Kathleen Baggett
Director, Mark Chaffin Centers for Healthy Development; Associate Professor Health Policy & Behavioral Sciences- Education
Ph.D. 2000, University of Kansas, Developmental and Child Psychology
M.S. 1997, University of Kansas, Counseling Psychology
B.A. 1989, MidAmerica Nazarene University, Psychology
- Biography
Dr. Kathleen Baggett is a Licensed Psychologist Health Service Provider and Director of the Mark Chaffin Centers for Healthy Development, a University Research Center. She is a tenured Associate Professor in the Department of Health Policy and Behavioral Sciences in the School of Public Health. She conducts intervention and implementation research at the intersections of maternal and infant mental-health and disability. She obtained her Ph.D. in Developmental and Child Psychology at the University of Kansas, where she subsequently completed a U.S. Department of Education funded Postdoctoral Fellowship focused on Intervention Research Leadership with Culturally and Linguistically Diverse Children and Families. She launched her career at the Juniper Gardens Children’s Project (JGCP) within KU’s Life Span Institute, where she progressed to Research Professor and Senior Scientist.

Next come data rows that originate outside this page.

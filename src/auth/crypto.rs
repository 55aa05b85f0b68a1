//! # Password Handling
//!
//! Password policy checks and Argon2id hashing.
//!
//! Passwords are only ever stored as Argon2id hashes.

use argon2::{
    password_hash::{rand_core::OsRng, PasswordHash, PasswordHasher, PasswordVerifier, SaltString},
    Argon2,
};

use super::errors::{AuthError, AuthResult};

/// Password requirements configuration
#[derive(Debug, Clone)]
pub struct PasswordPolicy {
    pub min_length: usize,
    pub require_number: bool,
    pub require_special: bool,
    pub require_uppercase: bool,
    pub require_lowercase: bool,
}

impl Default for PasswordPolicy {
    fn default() -> Self {
        Self {
            min_length: 8,
            require_number: true,
            require_special: true,
            require_uppercase: true,
            require_lowercase: true,
        }
    }
}

impl PasswordPolicy {
    /// Validate a password against this policy
    pub fn validate(&self, password: &str) -> AuthResult<()> {
        validate_password(password, self)
    }
}

/// Validate password against policy
///
/// Checks run in a fixed order (length, number, special, uppercase,
/// lowercase) and the first failure is reported.
pub fn validate_password(password: &str, policy: &PasswordPolicy) -> AuthResult<()> {
    if password.chars().count() < policy.min_length {
        return Err(AuthError::WeakPassword(format!(
            "Password must be at least {} characters",
            policy.min_length
        )));
    }

    if policy.require_number && !password.chars().any(|c| c.is_ascii_digit()) {
        return Err(AuthError::WeakPassword(
            "Password must contain at least one number".to_string(),
        ));
    }

    if policy.require_special
        && !password
            .chars()
            .any(|c| !c.is_alphanumeric() && !c.is_whitespace())
    {
        return Err(AuthError::WeakPassword(
            "Password must contain at least one special character".to_string(),
        ));
    }

    if policy.require_uppercase && !password.chars().any(|c| c.is_uppercase()) {
        return Err(AuthError::WeakPassword(
            "Password must contain at least one uppercase letter".to_string(),
        ));
    }

    if policy.require_lowercase && !password.chars().any(|c| c.is_lowercase()) {
        return Err(AuthError::WeakPassword(
            "Password must contain at least one lowercase letter".to_string(),
        ));
    }

    Ok(())
}

/// Hash a password using Argon2id
pub fn hash_password(password: &str) -> AuthResult<String> {
    let salt = SaltString::generate(&mut OsRng);
    let argon2 = Argon2::default();

    argon2
        .hash_password(password.as_bytes(), &salt)
        .map(|hash| hash.to_string())
        .map_err(|_| AuthError::HashingFailed)
}

/// Hash a password on the blocking pool so Argon2 does not stall the runtime
pub async fn hash_password_blocking(password: String) -> AuthResult<String> {
    tokio::task::spawn_blocking(move || hash_password(&password))
        .await
        .map_err(|_| AuthError::HashingFailed)?
}

/// Verify a password against its hash
///
/// Uses constant-time comparison internally (via argon2 crate).
pub fn verify_password(password: &str, hash: &str) -> AuthResult<bool> {
    let parsed_hash = PasswordHash::new(hash).map_err(|_| AuthError::InvalidCredentials)?;

    Ok(Argon2::default()
        .verify_password(password.as_bytes(), &parsed_hash)
        .is_ok())
}

#[cfg(test)]
mod tests {
    use super::*;

    fn rejection(password: &str) -> String {
        match validate_password(password, &PasswordPolicy::default()) {
            Err(AuthError::WeakPassword(msg)) => msg,
            other => panic!("expected weak password, got {:?}", other),
        }
    }

    #[test]
    fn test_password_hash_and_verify() {
        let password = "Secure_password_123";
        let hash = hash_password(password).unwrap();

        assert_ne!(hash, password);
        assert!(verify_password(password, &hash).unwrap());
        assert!(!verify_password("wrong_password", &hash).unwrap());
    }

    #[test]
    fn test_password_hash_produces_unique_hashes() {
        let hash1 = hash_password("same_password").unwrap();
        let hash2 = hash_password("same_password").unwrap();

        // Salted
        assert_ne!(hash1, hash2);
    }

    #[tokio::test]
    async fn test_blocking_hash_verifies() {
        let hash = hash_password_blocking("Secure_password_123".to_string())
            .await
            .unwrap();
        assert!(verify_password("Secure_password_123", &hash).unwrap());
    }

    #[test]
    fn test_garbage_hash_is_invalid_credentials() {
        let result = verify_password("anything", "not-a-phc-string");
        assert!(matches!(result, Err(AuthError::InvalidCredentials)));
    }

    #[test]
    fn test_short_password_rejected() {
        assert!(rejection("Ab1!").contains("at least 8 characters"));
    }

    #[test]
    fn test_each_missing_class_is_named() {
        assert!(rejection("Abcdefgh!").contains("number"));
        assert!(rejection("Abcdefgh1").contains("special character"));
        assert!(rejection("abcdefg1!").contains("uppercase"));
        assert!(rejection("ABCDEFG1!").contains("lowercase"));
    }

    #[test]
    fn test_strong_password_accepted() {
        assert!(validate_password("Abcdefg1!", &PasswordPolicy::default()).is_ok());
    }

    #[test]
    fn test_relaxed_policy() {
        let policy = PasswordPolicy {
            min_length: 4,
            require_number: false,
            require_special: false,
            require_uppercase: false,
            require_lowercase: false,
        };
        assert!(policy.validate("abcd").is_ok());
        assert!(policy.validate("abc").is_err());
    }
}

JGCP received the Council of Exceptional Children’s Research Award, recognizing “35 years of research in special education and its seminal role in producing best practices, tools, and critical knowledge for education of students at risk with disabling conditions”. Within this environment and then at Georgia State, she has led and contributed to research and training grants funded by the National Institutes of Health, Health Resources and Services Administration, U.S. Department of Education, and Centers for Disease Control and Prevention to advance the science and practice of optimizing social-emotional health outcomes of infants and toddlers, and their parents and other caregivers. Examples of her current interdisciplinary projects include partnerships with Head Start and Early Head Start agencies across the country to reduce maternal depression through Internet-based, effective virtual coaching programs, and partnerships with disability serving agencies and parents with disabilities to increase the use of data-driven supports for improving mood and positive parenting.